Everything points to this conclusion. How could Peter be, with any accuracy, styled the “Founder of the Church of Rome” if he never appeared in Rome before A.D. 64? Long before this date the Church of the metropolis had been “founded,” had had time to become a large and flourishing Christian community. This estimate of the signal importance of the Church of Rome is based on various testimonies, among which may be ranked the long list of salutations in S. Paul’s Epistle to the Romans, written circa A.D. 58.

All the various notices of the leading Christian writers of the first and second centuries in all lands carefully style him as such. Paul, it is true, in most, not in all these early writings, is associated with him as a joint founder: this in a real sense can also be understood; for although Paul came at a later date to Rome and dwelt there some two years, the presence of one of the greatest of the early Christian teachers would surely add enormously to the stability of the foundations laid years before. The teaching of the great Apostle of the Gentiles, continued for two years, was, of course, a very important factor in the “foundation work,” and was evidently always reckoned as such.

But even then, as we have seen, while the two apostles are frequently joined together as founders in the writings of the early Christian teachers, in several notable instances Peter’s work is especially dwelt upon by them.

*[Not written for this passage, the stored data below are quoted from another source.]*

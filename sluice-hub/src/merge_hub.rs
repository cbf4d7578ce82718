// Copyright 2025 Umberto Gotti <umberto.gotti@umbertogotti.dev>
// Licensed under the Apache License, Version 2.0
// http://www.apache.org/licenses/LICENSE-2.0

//! Dynamic fan-in.
//!
//! The hub is a source whose materialized value is a [`Sink`]. Every
//! materialization of that sink becomes a producer feeding the hub. Producers
//! are credit-based: each starts with `per_producer_buffer` credits and spends
//! one per element; the hub hands credits back in batches once a producer's
//! drained count reaches the demand threshold. The hub therefore never holds
//! more than `per_producer_buffer` elements per producer.
//!
//! The hub source does not complete when producers finish. Cancelling it
//! cancels every attached producer, and producers attached afterwards cancel
//! their upstream right away.

use crate::logging::{debug, warn};
use sluice_core::{Attributes, NotUsed, Result, StreamError};
use sluice_stream::{
    downcast_event, AsyncCallback, CallbackSlot, GraphStage, Sink, SinkShape, Source, SourceShape,
    StageContext, StageLogic,
};
use std::any::Any;
use std::collections::{HashMap, VecDeque};
use std::marker::PhantomData;
use std::sync::atomic::{AtomicU64, Ordering};
use std::sync::Arc;

/// Fraction of the per-producer buffer drained before credits are re-granted.
pub const DEFAULT_DEMAND_THRESHOLD: f64 = 0.5;

/// Factory for merge hub sources.
///
/// # Examples
///
/// ```
/// use sluice_hub::MergeHub;
/// use sluice_stream::prelude::*;
///
/// # #[tokio::main(flavor = "current_thread")]
/// # async fn main() -> sluice_core::Result<()> {
/// let materializer = Materializer::new()?;
/// let (producer, collected) = MergeHub::source::<u32>(4)
///     .take(6)
///     .to_mat(Sink::seq(), Keep::both)
///     .run_with(&materializer)?;
///
/// Source::from_iter(1..=3).run_with(producer.clone(), &materializer)?;
/// Source::from_iter(4..=6).run_with(producer, &materializer)?;
///
/// let mut all = collected.await?;
/// all.sort_unstable();
/// assert_eq!(all, vec![1, 2, 3, 4, 5, 6]);
/// # Ok(())
/// # }
/// ```
#[derive(Debug, Clone, Copy)]
pub struct MergeHub;

impl MergeHub {
    /// Hub source granting each producer `per_producer_buffer` credits, with
    /// the default demand threshold.
    #[must_use]
    pub fn source<T: Send + 'static>(per_producer_buffer: usize) -> Source<T, Sink<T>> {
        Self::source_with_threshold(per_producer_buffer, DEFAULT_DEMAND_THRESHOLD)
    }

    /// Hub source re-granting credits once `demand_threshold` (a fraction of
    /// the buffer, clamped to `0.0..=1.0`) of a producer's credits have been
    /// drained.
    #[must_use]
    pub fn source_with_threshold<T: Send + 'static>(
        per_producer_buffer: usize,
        demand_threshold: f64,
    ) -> Source<T, Sink<T>> {
        let buffer = per_producer_buffer.max(1);
        Source::from_graph_stage(MergeHubStage {
            buffer,
            threshold: credit_batch(buffer, demand_threshold),
            _marker: PhantomData,
        })
    }
}

/// Credits granted back in one batch: at least one, at most the whole buffer.
#[allow(clippy::cast_possible_truncation, clippy::cast_sign_loss, clippy::cast_precision_loss)]
fn credit_batch(buffer: usize, fraction: f64) -> usize {
    let fraction = if fraction.is_nan() {
        DEFAULT_DEMAND_THRESHOLD
    } else {
        fraction.clamp(0.0, 1.0)
    };
    ((buffer as f64 * fraction).ceil() as usize).clamp(1, buffer)
}

/// Producer to hub.
enum HubEvent<T> {
    Register(u64, AsyncCallback<ProducerEvent>),
    Element(u64, T),
    Done(u64),
}

/// Hub to producer.
enum ProducerEvent {
    Credit(usize),
    HubClosed,
}

struct MergeHubStage<T> {
    buffer: usize,
    threshold: usize,
    _marker: PhantomData<fn(T)>,
}

impl<T: Send + 'static> GraphStage for MergeHubStage<T> {
    type Shape = SourceShape<T>;
    type Mat = Sink<T>;

    fn shape(&self) -> Self::Shape {
        SourceShape::new()
    }

    fn initial_attributes(&self) -> Attributes {
        Attributes::name("merge_hub")
    }

    fn create_logic(&self, _attributes: &Attributes) -> Result<(Box<dyn StageLogic>, Sink<T>)> {
        let slot = CallbackSlot::new();
        let producers = Sink::from_graph_stage(ProducerStage {
            slot: slot.clone(),
            buffer: self.buffer,
            next_id: Arc::new(AtomicU64::new(0)),
            _marker: PhantomData,
        });
        let logic = MergeHubLogic {
            shape: self.shape(),
            threshold: self.threshold,
            slot,
            queue: VecDeque::new(),
            producers: HashMap::new(),
        };
        Ok((Box::new(logic), producers))
    }
}

struct Producer {
    callback: AsyncCallback<ProducerEvent>,
    drained: usize,
}

struct MergeHubLogic<T> {
    shape: SourceShape<T>,
    threshold: usize,
    slot: CallbackSlot<HubEvent<T>>,
    /// Elements not yet demanded, tagged with their producer.
    queue: VecDeque<(u64, T)>,
    producers: HashMap<u64, Producer>,
}

impl<T: Send + 'static> MergeHubLogic<T> {
    fn deliver(&mut self, ctx: &mut StageContext<'_>, id: u64, element: T) -> Result<()> {
        ctx.push(self.shape.out, element)?;
        if let Some(producer) = self.producers.get_mut(&id) {
            producer.drained += 1;
            if producer.drained >= self.threshold {
                producer.callback.invoke(ProducerEvent::Credit(producer.drained));
                producer.drained = 0;
            }
        }
        Ok(())
    }
}

impl<T: Send + 'static> StageLogic for MergeHubLogic<T> {
    fn pre_start(&mut self, ctx: &mut StageContext<'_>) -> Result<()> {
        self.slot.bind(ctx.async_callback());
        Ok(())
    }

    fn on_pull(&mut self, ctx: &mut StageContext<'_>, _outlet: usize) -> Result<()> {
        match self.queue.pop_front() {
            Some((id, element)) => self.deliver(ctx, id, element),
            None => Ok(()),
        }
    }

    fn on_async(&mut self, ctx: &mut StageContext<'_>, event: Box<dyn Any + Send>) -> Result<()> {
        match downcast_event::<HubEvent<T>>(event)? {
            HubEvent::Register(id, callback) => {
                debug!("merge hub producer {} attached", id);
                self.producers.insert(id, Producer { callback, drained: 0 });
            }
            HubEvent::Element(id, element) => {
                if self.queue.is_empty() && ctx.is_available(self.shape.out) {
                    self.deliver(ctx, id, element)?;
                } else {
                    self.queue.push_back((id, element));
                }
            }
            HubEvent::Done(id) => {
                debug!("merge hub producer {} detached", id);
                self.producers.remove(&id);
            }
        }
        Ok(())
    }

    fn post_stop(&mut self, _abort_cause: Option<&StreamError>) {
        self.slot.close();
        for (_, producer) in self.producers.drain() {
            producer.callback.invoke(ProducerEvent::HubClosed);
        }
    }
}

struct ProducerStage<T> {
    slot: CallbackSlot<HubEvent<T>>,
    buffer: usize,
    next_id: Arc<AtomicU64>,
    _marker: PhantomData<fn(T)>,
}

impl<T: Send + 'static> GraphStage for ProducerStage<T> {
    type Shape = SinkShape<T>;
    type Mat = NotUsed;

    fn shape(&self) -> Self::Shape {
        SinkShape::new()
    }

    fn initial_attributes(&self) -> Attributes {
        Attributes::name("merge_hub_producer")
    }

    fn create_logic(&self, _attributes: &Attributes) -> Result<(Box<dyn StageLogic>, NotUsed)> {
        let logic = ProducerLogic {
            shape: self.shape(),
            slot: self.slot.clone(),
            id: self.next_id.fetch_add(1, Ordering::Relaxed),
            credits: self.buffer,
        };
        Ok((Box::new(logic), NotUsed))
    }
}

struct ProducerLogic<T> {
    shape: SinkShape<T>,
    slot: CallbackSlot<HubEvent<T>>,
    id: u64,
    credits: usize,
}

impl<T: Send + 'static> ProducerLogic<T> {
    fn request(&self, ctx: &mut StageContext<'_>) -> Result<()> {
        if self.credits > 0
            && !ctx.has_been_pulled(self.shape.inlet)
            && !ctx.is_closed(self.shape.inlet)
        {
            ctx.pull(self.shape.inlet)?;
        }
        Ok(())
    }
}

impl<T: Send + 'static> StageLogic for ProducerLogic<T> {
    fn pre_start(&mut self, ctx: &mut StageContext<'_>) -> Result<()> {
        if self
            .slot
            .invoke(HubEvent::Register(self.id, ctx.async_callback()))
            .is_err()
        {
            debug!("merge hub already stopped, producer {} cancels", self.id);
            return ctx.complete_stage();
        }
        self.request(ctx)
    }

    fn on_push(&mut self, ctx: &mut StageContext<'_>, _inlet: usize) -> Result<()> {
        let element = ctx.grab(self.shape.inlet)?;
        if self.slot.invoke(HubEvent::Element(self.id, element)).is_err() {
            return ctx.complete_stage();
        }
        self.credits = self.credits.saturating_sub(1);
        self.request(ctx)
    }

    fn on_upstream_finish(&mut self, ctx: &mut StageContext<'_>, _inlet: usize) -> Result<()> {
        ctx.complete_stage()
    }

    fn on_upstream_failure(
        &mut self,
        ctx: &mut StageContext<'_>,
        _inlet: usize,
        error: StreamError,
    ) -> Result<()> {
        warn!("merge hub producer {} failed: {}", self.id, error);
        ctx.fail_stage(error)
    }

    fn on_async(&mut self, ctx: &mut StageContext<'_>, event: Box<dyn Any + Send>) -> Result<()> {
        match downcast_event::<ProducerEvent>(event)? {
            ProducerEvent::Credit(credits) => {
                self.credits += credits;
                self.request(ctx)
            }
            ProducerEvent::HubClosed => ctx.complete_stage(),
        }
    }

    /// Every way out, aborts included, detaches the producer from the hub.
    fn post_stop(&mut self, _abort_cause: Option<&StreamError>) {
        let _ = self.slot.invoke(HubEvent::Done(self.id));
    }
}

Then again in the traditional “Memories” preserved to us, some of them of the highest historical value, it is Peter, not Paul, who is ever the principal figure. Paul rarely, if ever, appears in them. Great though undoubtedly Paul was as a teacher of the Christian mysteries and as an expounder of Christian doctrine, it is emphatically Peter, not Paul, who lives in the “memories” of the Roman Christian community.

The place which the two basilicas of S. Peter and S. Paul on the Vatican Hill and on the Ostian Way have ever occupied in the minds and hearts not only of the Roman people, but of all the innumerable pilgrims in all ages to the sacred shrines of Rome, seems accurately to measure the respective places which the two apostles hold in the estimate of the Roman Church.

The comparative neglect of S. Paul’s basilica in Rome when measured with the undying reverence shown to, and with the enormous pains and cost bestowed on the sister basilica of S. Peter, is due not to any want of reverence or respect for the noble Apostle of the Gentiles, but solely because Rome and the pilgrims to Rome were deeply conscious of the special debt of Rome to S. Peter, who was evidently the real founder of the mighty Church of the capital.

The writer of this work is fully conscious that the conclusion to which he has come after massing together all the available evidence, is not the usual conclusion arrived at by one great and influential school of thought in our midst; nor does it accord with the conclusion of that eminently just scholar-Bishop Lightfoot, who while positively affirming the presence of S. Peter in Rome, whence, as he allows, he wrote his First Epistle, and where through pain and agony he passed to his longed-for rest in his Master’s Paradise, yet cannot accept the tradition of his early presence in the metropolis.

The writer of this study has no doubt whatever that the teaching of the vast majority of the Roman Catholic writers on this point is strictly accurate, and that S. Peter at a comparatively early date, probably somewhere about the year of grace 42–3, came to Rome confirmed in the faith—taught—strengthened with his own blessed memories of his adored Master—the little band of Christians already dwelling in the capital of the Empire. Under his pious training the little band, in the six, seven, or eight years of his residence in their midst, became the strong nucleus of the powerful Church of Rome.